Pie took another whiff of the oregano. “Well, you should write. Creative minds make good writers. But you asked about vice. Yeah, it’s bad stuff that you look at, say, do. Those things are poisonous to our souls, kid. They offend God and put our souls in danger. Like I was saying before, they’re from the evil one.”
I could think of an awful lot of bad things I was looking at, saying, and doing lately. A lot.
“So?” I guess I was intrigued by his comments, but I didn’t want it to show.
Pie nodded knowingly at me. It made me feel weird, like he knew me or something. “Here’s the thing about poison, kid, and it goes for plants too. Poison looks really good at first, has pretty leaves, might even taste good. Just give it time, though. Deadly.” Sensing I wasn’t understanding, Pie tried another approach.
Pie went on to say that God gives every person a conscience that sends us warning signals as we decide right from wrong. “St. John Bosco always told his boys, ‘Be smart!’ He’d tell them that when they were tempted, they could always turn to Mary for help. There’s a way to see if you are having a ‘vice’ moment. Just ask yourself, ‘Would God be proud of what I’m doing right now?’ If the answer is no, that’s vice. So for instance, if you’re picking on some kid in your class, that’s a vice, right?”
I thought of how I liked to give Jason a hard time in school. Well, enough of that; I was eager to get on to something good, something happy, the stuff that didn’t make me feel guilty. “And so what’s the other thing?”
“Well, that’s virtue, kid. And Mary is the queen of virtues. Faith, hope, charity, patience— those are the biggies. An example of a virtue would be something God would be really proud to see you do, like sticking up for someone getting bullied. See the difference?”
I nodded, thinking of Kim, the overweight girl at school. The other day I had made mean cracks about her weight when I knew she could hear me. I didn’t see myself fitting into the category of virtue.
Then Pie said, “Or how about keeping an old man company like you do? That’s a nice thing. Or running over and keeping me from crashing into the dirt?”
I managed a smile.
“See?” he winked. “You’ve got some virtue in you yet, kid. I’ve got a few to work on myself.”
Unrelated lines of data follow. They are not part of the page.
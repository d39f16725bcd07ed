use frameplan::{
    BinOp, Expr, ExprRef, Kind, MemTable, Operand, OptimizerConfig, Pat, PlanError, Rule,
    RuleCatalog, Scalar, from_memory, optimize, optimize_with_rules,
};

fn sample_frame() -> anyhow::Result<ExprRef> {
    let table = MemTable::new(vec![
        ("x".to_string(), (0..10).map(Scalar::Int).collect()),
        ("y".to_string(), (0..10).map(Scalar::Int).collect()),
    ])?;
    Ok(from_memory(table, 2)?)
}

#[test]
fn optimize_is_idempotent() -> anyhow::Result<()> {
    let df = sample_frame()?;
    let plan = df.filter(&df.col("x")?.gt(3i64)?)?.select(&["y"])?;
    let once = optimize(&plan)?;
    let twice = optimize(&once)?;
    assert!(once.structurally_equal(&twice));
    Ok(())
}

#[test]
fn adding_a_node_to_itself_becomes_a_scale() -> anyhow::Result<()> {
    let x = sample_frame()?.col("x")?;
    let plan = x.add(&x)?;
    let optimized = optimize(&plan)?;

    assert_eq!(optimized.kind(), Kind::Binary(BinOp::Mul));
    assert_eq!(
        optimized.operands()[0],
        Operand::Scalar(Scalar::Int(2))
    );
    let rhs = optimized.operands()[1].as_expr().expect("expression side");
    assert_eq!(rhs.identity(), x.identity());
    Ok(())
}

#[test]
fn adding_distinct_nodes_is_left_alone() -> anyhow::Result<()> {
    let df = sample_frame()?;
    let plan = df.col("x")?.add(&df.col("y")?)?;
    let optimized = optimize(&plan)?;
    assert!(optimized.structurally_equal(&plan));
    Ok(())
}

#[test]
fn nested_constant_multiplication_folds() -> anyhow::Result<()> {
    let x = sample_frame()?.col("x")?;
    let inner = Expr::binary(BinOp::Mul, 4i64, &x)?;
    let plan = Expr::binary(BinOp::Mul, 3i64, inner)?;
    let optimized = optimize(&plan)?;

    assert_eq!(optimized.kind(), Kind::Binary(BinOp::Mul));
    assert_eq!(
        optimized.operands()[0],
        Operand::Scalar(Scalar::Int(12))
    );
    let rhs = optimized.operands()[1].as_expr().expect("expression side");
    assert_eq!(rhs.identity(), x.identity());
    Ok(())
}

#[test]
fn overflowing_constant_multiplication_does_not_fold() -> anyhow::Result<()> {
    let x = sample_frame()?.col("x")?;
    let inner = Expr::binary(BinOp::Mul, 2i64, &x)?;
    let plan = Expr::binary(BinOp::Mul, i64::MAX, inner)?;
    let optimized = optimize(&plan)?;
    assert!(optimized.structurally_equal(&plan));
    Ok(())
}

#[test]
fn non_numeric_multiplication_does_not_fold() -> anyhow::Result<()> {
    let x = sample_frame()?.col("x")?;
    let inner = Expr::binary(BinOp::Mul, "b", &x)?;
    let plan = Expr::binary(BinOp::Mul, "a", inner)?;
    let optimized = optimize(&plan)?;
    assert!(optimized.structurally_equal(&plan));
    Ok(())
}

#[test]
fn projection_moves_below_filter() -> anyhow::Result<()> {
    let df = sample_frame()?;
    let cond = df.col("x")?.gt(3i64)?;
    let plan = df.filter(&cond)?.select(&["y"])?;
    let optimized = optimize(&plan)?;

    assert_eq!(optimized.kind(), Kind::Filter);
    let frame = optimized.operands()[0].as_expr().expect("frame operand");
    assert_eq!(frame.kind(), Kind::Projection);
    assert_eq!(frame.columns()?, vec!["y".to_string()]);
    Ok(())
}

#[test]
fn projection_distributes_over_binary_operations() -> anyhow::Result<()> {
    let df = sample_frame()?;
    let plan = df.add(&df)?.select(&["x"])?;
    let optimized = optimize(&plan)?;

    // df + df collapses to 2 * df first, then the projection distributes
    // into the scaled side: 2 * df[["x"]].
    assert_eq!(optimized.kind(), Kind::Binary(BinOp::Mul));
    assert_eq!(
        optimized.operands()[0],
        Operand::Scalar(Scalar::Int(2))
    );
    let rhs = optimized.operands()[1].as_expr().expect("expression side");
    assert_eq!(rhs.kind(), Kind::Projection);
    assert_eq!(rhs.columns()?, vec!["x".to_string()]);
    Ok(())
}

#[test]
fn diverging_rules_hit_the_iteration_cap() -> anyhow::Result<()> {
    // A catalog whose only rule swaps the sides of an addition never
    // converges on an asymmetric tree.
    let mut catalog = RuleCatalog::default();
    catalog.push(Rule {
        name: "swap-add",
        pattern: Pat::node(
            Kind::Binary(BinOp::Add),
            vec![Pat::Bind("a"), Pat::Bind("b")],
        ),
        constraint: None,
        rewrite: Box::new(|caps| {
            let a = caps.get("a").expect("bound").clone();
            let b = caps.get("b").expect("bound").clone();
            Expr::new(Kind::Binary(BinOp::Add), vec![b, a])
        }),
    });

    let df = sample_frame()?;
    let plan = df.col("x")?.add(&df.col("y")?)?;
    let config = OptimizerConfig { max_iterations: 8 };
    let err = optimize_with_rules(&plan, &catalog, &config).unwrap_err();
    assert_eq!(err, PlanError::FixedPointExceeded(8));
    Ok(())
}

#[test]
fn failing_rewrite_surfaces_as_rule_failure() -> anyhow::Result<()> {
    let mut catalog = RuleCatalog::default();
    catalog.push(Rule {
        name: "broken",
        pattern: Pat::node(
            Kind::Binary(BinOp::Add),
            vec![Pat::Any, Pat::Any],
        ),
        constraint: None,
        rewrite: Box::new(|_| Err(PlanError::Unsupported("boom".to_string()))),
    });

    let df = sample_frame()?;
    let plan = df.col("x")?.add(&df.col("y")?)?;
    let err = optimize_with_rules(&plan, &catalog, &OptimizerConfig::default()).unwrap_err();
    assert!(matches!(
        err,
        PlanError::RewriteFailure { rule, .. } if rule == "broken"
    ));
    Ok(())
}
“I find that hard to believe, Pie,” I told him sarcastically.
“Funny. Nobody’s perfect, not even me. I’m telling ya, these saints are really something. They were completely human, had human problems and struggles. Some of ’em were bad to the bone until they found God. Look at St. Paul—well, Saul. Now he was something else, that one. Kills all of those Christians, then meets Jesus on a dusty road and gets converted on the spot, ends up writing half of the New Testament and becoming one of the greatest religious leaders of all time. If he can get virtue, anyone can."